> Nonetheless, the story remained unknown outside Israel, where most of
> Bulgaria's Jews immigrated after 1948.
>
> The true story was long suppressed, he says, in great part because
> the Communists, who came to power after the war, saw those who'd
> helped the Jews as enemies. After the fall of Communism in 1989,
> researchers could get to more materials. But because the little
> country remained unknown to most Americans, the story wasn't widely
> disseminated. ... The author of more than 20 works of fiction and
> non-fiction, Bar-Zohar knows this story has the right ingredients in
> the heroes -- from peasants to a king -- who risked everything to
> take a moral stand.
>
> <http://www.post-gazette.com/magazine/20000321bulgaria1.asp> *****
>
> Is Bar-Zohar's explanation true? -- Yoshie
Only a bit.
"... the story remained unknown outside Israel" is a flat out falsehood.
For example everything that is in this summary of Bar-Zohar's account (and lots more) was in Frederick B. Chary, _The Bulgarian Jews and the Final Solution 1940-1944_ (University of Pittsburgh Press, 1972) that I am looking at right now.
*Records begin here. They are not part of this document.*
//! Cache and fetch scenarios against an in-process fake backend.
//!
//! The fake backend builds a real `<name>-1.0.tar` with `sh` + `tar` and
//! extracts it with `tar`; the runner counts every subprocess.

use std::cell::Cell;
use std::fs;
use std::path::{Path, PathBuf};
use yoink::cache::CacheLayout;
use yoink::commands::run::yoink as yoink_package;
use yoink::core::types::{PackageSpec, parse_package_spec};
use yoink::error::{Result, YoinkError};
use yoink::packages::{BackendRegistry, PackageManager};
use yoink::utils::archive;
use yoink::utils::command::{CommandOutput, CommandRunner, CommandSpec, OutputMode, SystemRunner};

struct TarBackend;

impl PackageManager for TarBackend {
    fn name(&self) -> &'static str {
        "fake"
    }

    fn version_separator(&self) -> &'static str {
        "-"
    }

    fn probe_command(&self) -> &'static str {
        "tar"
    }

    fn build_download_command(&self, versioned: &str, base: &str, _: &Path) -> Result<CommandSpec> {
        if versioned.ends_with("-broken") {
            return Ok(CommandSpec::ShellLine("echo 'no such version' >&2; exit 1".into()));
        }
        Ok(CommandSpec::ShellLine(format!(
            "mkdir -p src/bin && printf '#!/bin/sh\\necho {0}\\n' > src/bin/{0} && \
             chmod +x src/bin/{0} && tar -cf {0}-1.0.tar -C src bin && rm -rf src",
            base
        )))
    }

    fn locate_archive(&self, staging: &Path, base: &str) -> Option<PathBuf> {
        archive::first_match(staging, &[format!("{}-*.tar", archive::escape(base))])
    }

    fn build_extract_command(&self, archive: &Path, prefix: &Path) -> Result<CommandSpec> {
        Ok(CommandSpec::argv([
            "tar".to_string(),
            "-xf".to_string(),
            archive.to_string_lossy().into_owned(),
            "-C".to_string(),
            prefix.to_string_lossy().into_owned(),
        ]))
    }
}

#[derive(Default)]
struct CountingRunner {
    calls: Cell<usize>,
}

impl CommandRunner for CountingRunner {
    fn run(&self, command: &CommandSpec, cwd: Option<&Path>, mode: OutputMode) -> Result<CommandOutput> {
        self.calls.set(self.calls.get() + 1);
        SystemRunner::default().run(command, cwd, mode)
    }
}

fn setup() -> (tempfile::TempDir, CacheLayout) {
    let tmp = tempfile::tempdir().unwrap();
    let layout = CacheLayout::new(tmp.path().join("cache"));
    layout.ensure_root().unwrap();
    (tmp, layout)
}

#[test]
fn parse_splits_on_last_at() {
    assert_eq!(
        parse_package_spec("a@b@c"),
        ("a@b".to_string(), Some("c".to_string()))
    );
    assert_eq!(parse_package_spec("cowsay"), ("cowsay".to_string(), None));
}

#[test]
fn empty_cache_fetches_then_locates() {
    let (_tmp, layout) = setup();
    let runner = CountingRunner::default();
    let spec = PackageSpec::parse("foo").unwrap();

    let yoinked = yoink_package(&TarBackend, &runner, &layout, &spec, "foo").unwrap();

    assert!(yoinked.fetched);
    assert!(yoinked.executable.ends_with("bin/foo"));
    assert!(yoinked.prefix.join(".yoinked").is_file());
    assert_eq!(runner.calls.get(), 2);
}

#[test]
fn second_request_runs_no_subprocess() {
    let (_tmp, layout) = setup();
    let runner = CountingRunner::default();
    let spec = PackageSpec::parse("foo").unwrap();

    let first = yoink_package(&TarBackend, &runner, &layout, &spec, "foo").unwrap();
    let calls_after_first = runner.calls.get();
    let second = yoink_package(&TarBackend, &runner, &layout, &spec, "foo").unwrap();

    assert_eq!(runner.calls.get(), calls_after_first);
    assert!(!second.fetched);
    assert_eq!(first.executable, second.executable);
}

#[test]
fn pinned_request_refetches_beside_latest() {
    let (_tmp, layout) = setup();
    let runner = CountingRunner::default();
    let latest = PackageSpec::parse("foo").unwrap();
    let pinned = PackageSpec::parse("foo@1.0").unwrap();

    let unpinned = yoink_package(&TarBackend, &runner, &layout, &latest, "foo").unwrap();
    yoink_package(&TarBackend, &runner, &layout, &pinned, "foo").unwrap();
    let calls = runner.calls.get();
    let again = yoink_package(&TarBackend, &runner, &layout, &pinned, "foo").unwrap();

    assert_eq!(runner.calls.get(), calls + 2);
    assert!(again.fetched);
    assert_ne!(unpinned.prefix, again.prefix);
    assert!(unpinned.prefix.join(".yoinked").is_file());
}

#[test]
fn failed_download_cleans_up() {
    let (_tmp, layout) = setup();
    let runner = CountingRunner::default();
    let spec = PackageSpec::parse("foo@broken").unwrap();
    let prefix = layout.install_prefix("fake", &spec);

    let err = yoink_package(&TarBackend, &runner, &layout, &spec, "foo").unwrap_err();

    let YoinkError::DownloadFailed { failure, .. } = &err else {
        panic!("expected download failure, got {:?}", err);
    };
    assert_eq!(failure.summary(), Some("no such version"));
    assert!(!prefix.exists());
    let leftovers = fs::read_dir(layout.downloads_dir()).unwrap().count();
    assert_eq!(leftovers, 0);
}

#[test]
fn wrong_command_name_is_reported_after_fetch() {
    let (_tmp, layout) = setup();
    let runner = CountingRunner::default();
    let spec = PackageSpec::parse("foo").unwrap();

    let err = yoink_package(&TarBackend, &runner, &layout, &spec, "bar").unwrap_err();

    assert!(matches!(err, YoinkError::CommandNotFound { .. }));
    assert!(layout.install_prefix("fake", &spec).join(".yoinked").is_file());
}

#[test]
fn registry_selection_is_deterministic() {
    let mut registry = BackendRegistry::new();
    registry.register("fake", || Box::new(TarBackend));
    registry.register("other", || Box::new(TarBackend));

    let picks: Vec<_> = (0..3)
        .map(|_| registry.get_active().map(|b| b.name()))
        .collect();
    assert_eq!(picks, vec![Some("fake"); 3]);
}

#[test]
fn purge_leaves_empty_root() {
    let (_tmp, layout) = setup();
    let runner = CountingRunner::default();
    let spec = PackageSpec::parse("foo").unwrap();
    yoink_package(&TarBackend, &runner, &layout, &spec, "foo").unwrap();

    layout.purge().unwrap();

    assert!(layout.root().is_dir());
    assert_eq!(fs::read_dir(layout.root()).unwrap().count(), 0);
}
Also, for example, Raul Hilberg in the very widely read one volume original edition of his _Destruction of the European Jews_ (Quadrangle : Chicago, 1967) sets the story out at pp.473-484. I travelled on several occasions in Bulgaria before the destruction of "really existing socialism" there, both for tourism and in connection with legal representation of certain Bulgarian interests in the US. The story of the survival of the Bulgarian Jews was proudly told to me by many people.
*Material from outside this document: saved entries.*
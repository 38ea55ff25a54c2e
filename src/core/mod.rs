pub mod environment;
pub mod fetch;
pub mod locator;
pub mod types;
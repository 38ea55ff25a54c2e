pub mod completions;
pub mod purge;
pub mod run;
"The true story was long suppressed, he says, in great part because the Communists, who came to power after the war, saw those who'd helped the Jews as enemies." This is another lie.
Hilberg (a pretty extreme anti-communist himself) quotes King Boris as telling Ribbentrop the story Bar-Zohar recounts about needing Jews from Old Bulgaria for road construction, except that Bar-Zohar leaves out part of the quote - Boris said he needed the Jews for road construction and that he intended to deport imediately "only a small number of Bolshevik-Communist" Jews (p.483). Guess that didn't fit Bar-Zohar's story.
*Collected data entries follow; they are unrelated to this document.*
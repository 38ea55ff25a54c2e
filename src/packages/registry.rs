//! Ordered registry of the package managers yoink knows how to drive.
//!
//! Detection walks the registry in registration order and picks the first
//! backend that is installed and answers a probe. The default order is
//! apt, dnf, pacman.

use crate::error::{Result, YoinkError};
use crate::packages::PackageManager;
use crate::packages::{apt::AptManager, dnf::DnfManager, pacman::PacmanManager};
use crate::ui;

/// Factory function for creating package manager instances
pub type BackendFactory = Box<dyn Fn() -> Box<dyn PackageManager> + Send + Sync>;

pub struct BackendRegistry {
    factories: Vec<(String, BackendFactory)>,
}

impl BackendRegistry {
    /// Create a new empty registry
    pub fn new() -> Self {
        Self {
            factories: Vec::new(),
        }
    }

    /// Register a backend. Re-registering a name replaces the factory in place.
    pub fn register<F>(&mut self, name: &str, factory: F)
    where
        F: Fn() -> Box<dyn PackageManager> + Send + Sync + 'static,
    {
        if let Some(slot) = self.factories.iter_mut().find(|(n, _)| n == name) {
            slot.1 = Box::new(factory);
        } else {
            self.factories.push((name.to_string(), Box::new(factory)));
        }
    }

    pub fn register_defaults(&mut self) {
        self.register("apt", || Box::new(AptManager::new()));
        self.register("dnf", || Box::new(DnfManager::new()));
        self.register("pacman", || Box::new(PacmanManager::new()));
    }

    /// Registered names, in detection order
    pub fn names(&self) -> Vec<String> {
        self.factories.iter().map(|(n, _)| n.clone()).collect()
    }

    pub fn has_backend(&self, name: &str) -> bool {
        self.factories.iter().any(|(n, _)| n == name)
    }

    pub fn create_manager(&self, name: &str) -> Option<Box<dyn PackageManager>> {
        self.factories
            .iter()
            .find(|(n, _)| n == name)
            .map(|(_, factory)| factory())
    }

    /// Keep only `allowed`, in the order given. Unknown names are an error.
    pub fn restrict_to(&mut self, allowed: &[String]) -> Result<()> {
        if allowed.is_empty() {
            return Ok(());
        }

        if let Some(unknown) = allowed.iter().find(|name| !self.has_backend(name)) {
            return Err(YoinkError::ConfigError(format!(
                "Unknown backend '{}' (supported: {})",
                unknown,
                self.names().join(", ")
            )));
        }

        let mut remaining = std::mem::take(&mut self.factories);
        for name in allowed {
            if let Some(pos) = remaining.iter().position(|(n, _)| n == name) {
                self.factories.push(remaining.remove(pos));
            }
        }
        Ok(())
    }

    /// First available backend in registration order
    pub fn get_active(&self) -> Option<Box<dyn PackageManager>> {
        for (name, factory) in &self.factories {
            let manager = factory();
            if manager.is_available() {
                ui::verbose(&format!("Using backend: {}", name));
                return Some(manager);
            }
            ui::verbose(&format!("Backend '{}' not available", name));
        }
        None
    }

    /// Like [`get_active`](Self::get_active), but reports what was tried
    pub fn detect(&self) -> Result<Box<dyn PackageManager>> {
        self.get_active()
            .ok_or_else(|| YoinkError::NoBackendAvailable { tried: self.names() })
    }
}

impl Default for BackendRegistry {
    fn default() -> Self {
        let mut registry = Self::new();
        registry.register_defaults();
        registry
    }
}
Hilberg also gives the account of Horst Wagner, chief of the Ribbentrop Ministry's "Inland II" (responsible for Jews, and relations with the SS), as to why the Bulgarian government had refused to deport the Bulgarian Jews. Here's Hilberg's summary of this document (a report from Wagner to the SS chief Kaltenbrunner, hanged at Nuremburg): "Wagner then explained the true reason for the Bulgarian refusal to deport the Jews: the Bulgarians were afraid of the enemy...just as all anti-Bolshevik propaganda was prohibited in Bulgaria (particularly propaganda directed against the person of Stalin), so the Bulgarian government was not inclined 'to permit a continuation in the Jewish question'... on August 30, 1944, one year after Wagner had written his letter and on the eve of the Soviet invasion of Bulgaria, the morning newspapers in Sofia displayed in prominent headlines the Cabinet's decision to revoke all of the anti-Jewish laws."(p.484)
As Chary in _The Bulgarian Jews and the Final Solution 1940-1944_ sets out, a disproportionate number of Bulgarian Jews fought in the Communist led partisans, including one Violeta Jakova (live like her!) who killed General Hristo Lukov in 1943. Even in Bar-Zohar's own Kiustendil district, the chief of the Bulgarian Workers' (Communist) party and of the resistance was Emil Shekerdziiski - a Jew. (pp.48-49)
The reason for Bar-Zohar's dishonesty in these matters is not far to seek. After the liberation of Bulgaria, Jews became free to emigrate to Palestine (opposed, of course, by the British). A vigorous debate broke out between the Zionist and anti-Zionist Jews (including some leading Communists). Chary sets this story out also, at pp. 180-183. The lie that "the Communists, who came to power after the war, saw those who'd helped the Jews as enemies" is a product of this dispute. In fact the Communists took *credit* for saving the Jews, much to the annoyance of the Zionists - an annoyance that lasts to this day - see the Wiesenthal account <http://motlc.wiesenthal.com/text/x04/xr0475.html>
Bulgaria is a very beautiful place. And my number one idol in the world is Bulgarian soprano Krassimira Stoyanova whom I heard sing an absolutely amazing _Anna Bolena_ for Eve Queler's Opera Orchestra of New York last Sunday night at Carnegie Hall. Her aria "Al dolce guidami..." in the final scene made me cry.